Your goal: Your answer should hold exactly the lines from the line containing "let power = NodeAliases::default().supply_power(&op).unwrap();" through the end of the entries that follow.

The data:
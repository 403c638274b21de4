use serde::{Deserialize, Serialize};

use super::{OperatingPoint, SignalSet};
use crate::error::NodeNotFoundError;

/// Where a signal is read from: one node, or the difference of two.
#[derive(Debug, Clone, PartialEq, Eq, Serialize, Deserialize)]
#[serde(untagged)]
pub enum Probe {
    Single(String),
    Differential(String, String),
}

impl Probe {
    pub fn single(node: &str) -> Self {
        Probe::Single(node.to_string())
    }

    pub fn differential(positive: &str, negative: &str) -> Self {
        Probe::Differential(positive.to_string(), negative.to_string())
    }

    /// Reads the probed waveform; `None` if any node involved is absent.
    pub fn read<S: SignalSet>(&self, set: &S) -> Option<Vec<S::Sample>> {
        match self {
            Probe::Single(node) => set.signal(node).map(<[S::Sample]>::to_vec),
            Probe::Differential(p, n) => {
                let (p, n) = (set.signal(p)?, set.signal(n)?);
                Some(p.iter().zip(n).map(|(&p, &n)| p - n).collect())
            }
        }
    }

    fn describe(&self) -> String {
        match self {
            Probe::Single(node) => node.clone(),
            Probe::Differential(p, n) => format!("{p}/{n}"),
        }
    }
}

/// Ordered node-name candidates for each signal role.
///
/// The first candidate present in a result wins, so differential pairs are
/// listed before single-ended names.
#[derive(Debug, Clone, PartialEq, Serialize, Deserialize)]
#[serde(default)]
pub struct NodeAliases {
    pub input: Vec<Probe>,
    pub output: Vec<Probe>,
    /// Supply rails; each name is also taken as the name of the source driving it.
    pub supply: Vec<String>,
}

impl Default for NodeAliases {
    fn default() -> Self {
        Self {
            input: vec![
                Probe::differential("vin+", "vin-"),
                Probe::differential("vi+", "vi-"),
                Probe::differential("vp", "vn"),
                Probe::single("vin"),
                Probe::single("vi"),
            ],
            output: vec![Probe::single("vout"), Probe::single("vo")],
            supply: vec!["vdd".into(), "vcc".into(), "avdd".into()],
        }
    }
}

fn resolve<S: SignalSet>(
    role: &'static str,
    candidates: &[Probe],
    set: &S,
) -> Result<Vec<S::Sample>, NodeNotFoundError> {
    candidates
        .iter()
        .find_map(|probe| probe.read(set))
        .ok_or_else(|| NodeNotFoundError {
            role,
            tried: candidates.iter().map(Probe::describe).collect(),
        })
}

impl NodeAliases {
    pub fn input<S: SignalSet>(&self, set: &S) -> Result<Vec<S::Sample>, NodeNotFoundError> {
        resolve("input", &self.input, set)
    }

    pub fn output<S: SignalSet>(&self, set: &S) -> Result<Vec<S::Sample>, NodeNotFoundError> {
        resolve("output", &self.output, set)
    }

    /// |V(rail) · I(source)| for the first supply rail with both a voltage and
    /// a source current in `op`.
    pub fn supply_power(&self, op: &OperatingPoint) -> Result<f64, NodeNotFoundError> {
        self.supply
            .iter()
            .find_map(|rail| Some((op.voltage(rail)? * op.current(rail)?).abs()))
            .ok_or_else(|| NodeNotFoundError {
                role: "supply",
                tried: self.supply.clone(),
            })
    }
}

#[cfg(test)]
mod tests {
    use super::*;
    use crate::simulation::{FrequencyAnalysis, TransientAnalysis};
    use num_complex::Complex64;

    fn tran(nodes: &[(&str, f64)]) -> TransientAnalysis {
        TransientAnalysis {
            times: vec![0.0, 1.0],
            nodes: nodes
                .iter()
                .map(|&(name, v)| (name.to_string(), vec![v, 2.0 * v]))
                .collect(),
        }
    }

    #[test]
    fn differential_input_wins_over_single_ended() {
        let set = tran(&[("Vin", 5.0), ("VIN+", 3.0), ("vin-", 1.0)]);
        assert_eq!(NodeAliases::default().input(&set).unwrap(), [2.0, 4.0]);
    }

    #[test]
    fn incomplete_pair_falls_through() {
        let set = tran(&[("vp", 3.0), ("vi", 0.5)]);
        assert_eq!(NodeAliases::default().input(&set).unwrap(), [0.5, 1.0]);
    }

    #[test]
    fn missing_output_lists_every_alias() {
        let set = FrequencyAnalysis {
            frequencies: vec![1.0],
            nodes: vec![("out".into(), vec![Complex64::new(1.0, 0.0)])],
        };
        let err = NodeAliases::default().output(&set).unwrap_err();
        assert_eq!(err.role, "output");
        assert_eq!(err.tried, ["vout", "vo"]);
    }

    #[test]
    fn custom_aliases_deserialize_from_json() {
        let aliases: NodeAliases =
            serde_json::from_str(r#"{"output": [["outp", "outn"], "out"]}"#).unwrap();
        assert_eq!(
            aliases.output,
            [Probe::differential("outp", "outn"), Probe::single("out")]
        );
        assert_eq!(aliases.input, NodeAliases::default().input);
    }

    #[test]
    fn supply_power_uses_first_complete_rail() {
        let op = OperatingPoint {
            node_voltages: vec![("vcc".into(), 5.0), ("vdd".into(), 1.8)],
            branch_currents: vec![("vcc#branch".into(), -2e-3)],
        };
        let power = NodeAliases::default().supply_power(&op).unwrap();
        assert!((power - 1e-2).abs() < 1e-15);

        let err = NodeAliases::default()
            .supply_power(&OperatingPoint::default())
            .unwrap_err();
        assert_eq!(err.role, "supply");
    }
}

Output of the exercise:
        let power = NodeAliases::default().supply_power(&op).unwrap();
        assert!((power - 1e-2).abs() < 1e-15);

        let err = NodeAliases::default()
            .supply_power(&OperatingPoint::default())
            .unwrap_err();
        assert_eq!(err.role, "supply");
    }
}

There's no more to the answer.